Excerpted records START

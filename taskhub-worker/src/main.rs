//! # taskhub Worker
//!
//! Pops status-change notifications off the Redis outbox and emails them
//! through the configured SMTP relay. Failed deliveries are logged and
//! dropped.
//!
//! ## Usage
//!
//! ```bash
//! cargo run -p taskhub-worker
//! ```

use std::sync::Arc;

use taskhub_shared::notify::RedisOutbox;
use taskhub_worker::{config::WorkerConfig, consumer::OutboxConsumer, mailer::SmtpMailer};
use tracing_subscriber::{layer::SubscriberExt, util::SubscriberInitExt};

#[tokio::main]
async fn main() -> anyhow::Result<()> {
    tracing_subscriber::registry()
        .with(
            tracing_subscriber::EnvFilter::try_from_default_env()
                .unwrap_or_else(|_| "taskhub_worker=debug,taskhub_shared=debug".into()),
        )
        .with(tracing_subscriber::fmt::layer())
        .init();

    tracing::info!("taskhub worker v{} starting...", env!("CARGO_PKG_VERSION"));

    let config = WorkerConfig::from_env()?;
    let outbox = RedisOutbox::connect(&config.redis_url).await?;
    let mailer = SmtpMailer::new(&config.smtp)?;

    let consumer = OutboxConsumer::new(outbox, Arc::new(mailer), config.pop_timeout);
    let shutdown = consumer.shutdown_token();
    tokio::spawn(async move {
        if let Err(e) = tokio::signal::ctrl_c().await {
            tracing::error!(error = %e, "Failed to listen for shutdown signal");
            return;
        }
        tracing::info!("Shutdown signal received, finishing current poll...");
        shutdown.cancel();
    });

    tracing::info!("Worker ready and listening for notifications");
    consumer.run().await;

    tracing::info!("Shutdown complete");
    Ok(())
}
/// In-memory store
///
/// One `RwLock` guards all state, so every operation is atomic the same way a
/// single Postgres transaction is. Used by the unit and router tests.

use async_trait::async_trait;
use chrono::Utc;
use std::collections::BTreeMap;
use std::sync::{Arc, RwLock, RwLockReadGuard, RwLockWriteGuard};

use super::{StoreError, StoreResult, TaskStore, UserStore};
use crate::models::task::{NewTask, Task, TaskChange, TaskScope, UpdateTask};
use crate::models::user::{NewUser, Role, User};

/// Thread-safe in-memory user and task store
#[derive(Debug, Clone, Default)]
pub struct InMemoryStore {
    state: Arc<RwLock<State>>,
}

#[derive(Debug, Default)]
struct State {
    users: BTreeMap<i64, User>,
    tasks: BTreeMap<i64, Task>,
    last_user_id: i64,
    last_task_id: i64,
}

impl State {
    fn missing_users(&self, ids: &[i64]) -> Vec<i64> {
        ids.iter()
            .copied()
            .filter(|id| !self.users.contains_key(id))
            .collect()
    }
}

impl InMemoryStore {
    #[must_use]
    pub fn new() -> Self {
        Self::default()
    }

    /// Number of stored tasks
    pub fn task_count(&self) -> usize {
        self.read().map(|state| state.tasks.len()).unwrap_or_default()
    }

    fn read(&self) -> StoreResult<RwLockReadGuard<'_, State>> {
        self.state
            .read()
            .map_err(|err| StoreError::Unavailable(err.to_string()))
    }

    fn write(&self) -> StoreResult<RwLockWriteGuard<'_, State>> {
        self.state
            .write()
            .map_err(|err| StoreError::Unavailable(err.to_string()))
    }
}

#[async_trait]
impl UserStore for InMemoryStore {
    async fn insert_user(&self, user: NewUser) -> StoreResult<User> {
        let mut state = self.write()?;

        if state.users.values().any(|u| u.email == user.email) {
            return Err(StoreError::DuplicateEmail);
        }
        if state.users.values().any(|u| u.username == user.username) {
            return Err(StoreError::DuplicateUsername);
        }

        state.last_user_id += 1;
        let stored = User {
            id: state.last_user_id,
            username: user.username,
            email: user.email,
            password_hash: user.password_hash,
            role: user.role,
            created_at: Utc::now(),
        };
        state.users.insert(stored.id, stored.clone());
        Ok(stored)
    }

    async fn find_user(&self, id: i64) -> StoreResult<Option<User>> {
        Ok(self.read()?.users.get(&id).cloned())
    }

    async fn find_user_by_username(&self, username: &str) -> StoreResult<Option<User>> {
        Ok(self
            .read()?
            .users
            .values()
            .find(|u| u.username == username)
            .cloned())
    }

    async fn find_user_by_email(&self, email: &str) -> StoreResult<Option<User>> {
        Ok(self
            .read()?
            .users
            .values()
            .find(|u| u.email == email)
            .cloned())
    }

    async fn find_users(&self, ids: &[i64]) -> StoreResult<Vec<User>> {
        let state = self.read()?;
        let mut users: Vec<User> = ids
            .iter()
            .filter_map(|id| state.users.get(id).cloned())
            .collect();
        users.sort_by_key(|u| u.id);
        users.dedup_by_key(|u| u.id);
        Ok(users)
    }

    async fn list_users(&self) -> StoreResult<Vec<User>> {
        Ok(self.read()?.users.values().cloned().collect())
    }

    async fn set_role(&self, id: i64, role: Role) -> StoreResult<Option<User>> {
        let mut state = self.write()?;
        Ok(state.users.get_mut(&id).map(|user| {
            user.role = role;
            user.clone()
        }))
    }

    async fn delete_user(&self, id: i64) -> StoreResult<Option<User>> {
        let mut state = self.write()?;

        if !state.users.contains_key(&id) {
            return Ok(None);
        }
        if state.tasks.values().any(|t| t.creator_id == id) {
            return Err(StoreError::UserHasTasks);
        }

        for task in state.tasks.values_mut() {
            task.assignee_ids.retain(|assignee| *assignee != id);
        }
        Ok(state.users.remove(&id))
    }

    async fn ping(&self) -> StoreResult<()> {
        self.read().map(|_| ())
    }
}

#[async_trait]
impl TaskStore for InMemoryStore {
    async fn insert_task(&self, task: NewTask) -> StoreResult<Task> {
        let mut state = self.write()?;

        if !state.users.contains_key(&task.creator_id) {
            return Err(StoreError::CreatorMissing(task.creator_id));
        }
        let missing = state.missing_users(&task.assignee_ids);
        if !missing.is_empty() {
            return Err(StoreError::MissingUsers(missing));
        }

        state.last_task_id += 1;
        let now = Utc::now();
        let stored = Task {
            id: state.last_task_id,
            name: task.name,
            description: task.description,
            status: task.status,
            priority: task.priority,
            creator_id: task.creator_id,
            assignee_ids: task.assignee_ids,
            created_at: now,
            updated_at: now,
        };
        state.tasks.insert(stored.id, stored.clone());
        Ok(stored)
    }

    async fn find_task(&self, id: i64) -> StoreResult<Option<Task>> {
        Ok(self.read()?.tasks.get(&id).cloned())
    }

    async fn list_tasks(&self, scope: TaskScope) -> StoreResult<Vec<Task>> {
        Ok(self
            .read()?
            .tasks
            .values()
            .filter(|task| scope.includes(task))
            .cloned()
            .collect())
    }

    async fn update_task(&self, id: i64, patch: &UpdateTask) -> StoreResult<Option<TaskChange>> {
        let mut state = self.write()?;

        if !state.tasks.contains_key(&id) {
            return Ok(None);
        }
        if let Some(assignees) = &patch.assignees {
            let missing = state.missing_users(assignees);
            if !missing.is_empty() {
                return Err(StoreError::MissingUsers(missing));
            }
        }

        let Some(task) = state.tasks.get_mut(&id) else {
            return Ok(None);
        };
        let previous_status = task.status;

        if let Some(name) = &patch.name {
            task.name = name.clone();
        }
        if let Some(description) = &patch.description {
            task.description = Some(description.clone());
        }
        if let Some(status) = patch.status {
            task.status = status;
        }
        if let Some(priority) = patch.priority {
            task.priority = priority;
        }
        if let Some(assignees) = &patch.assignees {
            task.assignee_ids = assignees.clone();
        }
        task.updated_at = Utc::now();

        Ok(Some(TaskChange {
            previous_status,
            task: task.clone(),
        }))
    }

    async fn delete_task(&self, id: i64) -> StoreResult<Option<Task>> {
        Ok(self.write()?.tasks.remove(&id))
    }
}
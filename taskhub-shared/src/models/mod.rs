/// Domain models and their SQL
///
/// - `user`: accounts and roles
/// - `task`: tasks, status/priority, and the assignee join collection

pub mod task;
pub mod user;
/// API route handlers
///
/// Organized by resource:
///
/// - `health`: Health check endpoint
/// - `auth`: Login (token issuance)
/// - `users`: Registration and user management
/// - `tasks`: Task CRUD

pub mod auth;
pub mod health;
pub mod tasks;
pub mod users;
/// Worker configuration
///
/// # Environment Variables
///
/// - `REDIS_URL`: Notification outbox (required)
/// - `OUTBOX_POP_TIMEOUT_SECS`: How long one `BRPOP` waits (default: 5)
/// - `MAIL_SERVER`: SMTP relay host (default: localhost)
/// - `MAIL_PORT`: SMTP port (default: 587)
/// - `MAIL_USERNAME`, `MAIL_PASSWORD`: SMTP credentials, set together or not at all
/// - `MAIL_FROM`: Sender address (required)
/// - `MAIL_STARTTLS`: Upgrade the connection with STARTTLS (default: true)

use std::env;
use std::time::Duration;

/// Default `BRPOP` wait
pub const DEFAULT_POP_TIMEOUT_SECS: u64 = 5;

/// Default submission port
pub const DEFAULT_MAIL_PORT: u16 = 587;

/// Complete worker configuration
#[derive(Debug, Clone)]
pub struct WorkerConfig {
    /// Redis outbox URL
    pub redis_url: String,

    /// Wait per outbox poll; also bounds shutdown latency
    pub pop_timeout: Duration,

    pub smtp: SmtpConfig,
}

/// SMTP relay configuration
#[derive(Debug, Clone)]
pub struct SmtpConfig {
    pub server: String,
    pub port: u16,
    pub username: Option<String>,
    pub password: Option<String>,

    /// Sender mailbox, e.g. `taskhub <noreply@example.com>`
    pub from: String,

    pub starttls: bool,
}

impl SmtpConfig {
    /// Username and password when both are configured
    pub fn credentials(&self) -> Option<(String, String)> {
        match (&self.username, &self.password) {
            (Some(user), Some(pass)) => Some((user.clone(), pass.clone())),
            _ => None,
        }
    }
}

impl WorkerConfig {
    /// Loads configuration from environment variables
    ///
    /// # Errors
    ///
    /// Returns an error if a required variable is missing or a value can't
    /// be parsed.
    pub fn from_env() -> anyhow::Result<Self> {
        dotenvy::dotenv().ok();

        let redis_url = env::var("REDIS_URL")
            .map_err(|_| anyhow::anyhow!("REDIS_URL environment variable is required"))?;
        let pop_timeout_secs = env::var("OUTBOX_POP_TIMEOUT_SECS")
            .unwrap_or_else(|_| DEFAULT_POP_TIMEOUT_SECS.to_string())
            .parse::<u64>()?;
        if pop_timeout_secs == 0 {
            anyhow::bail!("OUTBOX_POP_TIMEOUT_SECS must be at least 1");
        }

        let server = env::var("MAIL_SERVER").unwrap_or_else(|_| "localhost".to_string());
        let port = env::var("MAIL_PORT")
            .unwrap_or_else(|_| DEFAULT_MAIL_PORT.to_string())
            .parse::<u16>()?;
        let username = env::var("MAIL_USERNAME").ok().filter(|v| !v.is_empty());
        let password = env::var("MAIL_PASSWORD").ok().filter(|v| !v.is_empty());
        if username.is_some() != password.is_some() {
            anyhow::bail!("MAIL_USERNAME and MAIL_PASSWORD must be set together");
        }
        let from = env::var("MAIL_FROM")
            .map_err(|_| anyhow::anyhow!("MAIL_FROM environment variable is required"))?;
        let starttls = parse_flag(&env::var("MAIL_STARTTLS").unwrap_or_else(|_| "true".into()))?;

        Ok(Self {
            redis_url,
            pop_timeout: Duration::from_secs(pop_timeout_secs),
            smtp: SmtpConfig {
                server,
                port,
                username,
                password,
                from,
                starttls,
            },
        })
    }
}

fn parse_flag(value: &str) -> anyhow::Result<bool> {
    match value.trim().to_ascii_lowercase().as_str() {
        "1" | "true" | "yes" | "on" => Ok(true),
        "0" | "false" | "no" | "off" => Ok(false),
        other => anyhow::bail!("Invalid boolean value: {}", other),
    }
}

Excerpted records END

**Directions for this task:** How many lines of the listing include the string "credentials"? Respond with the number only.

**Result:** 2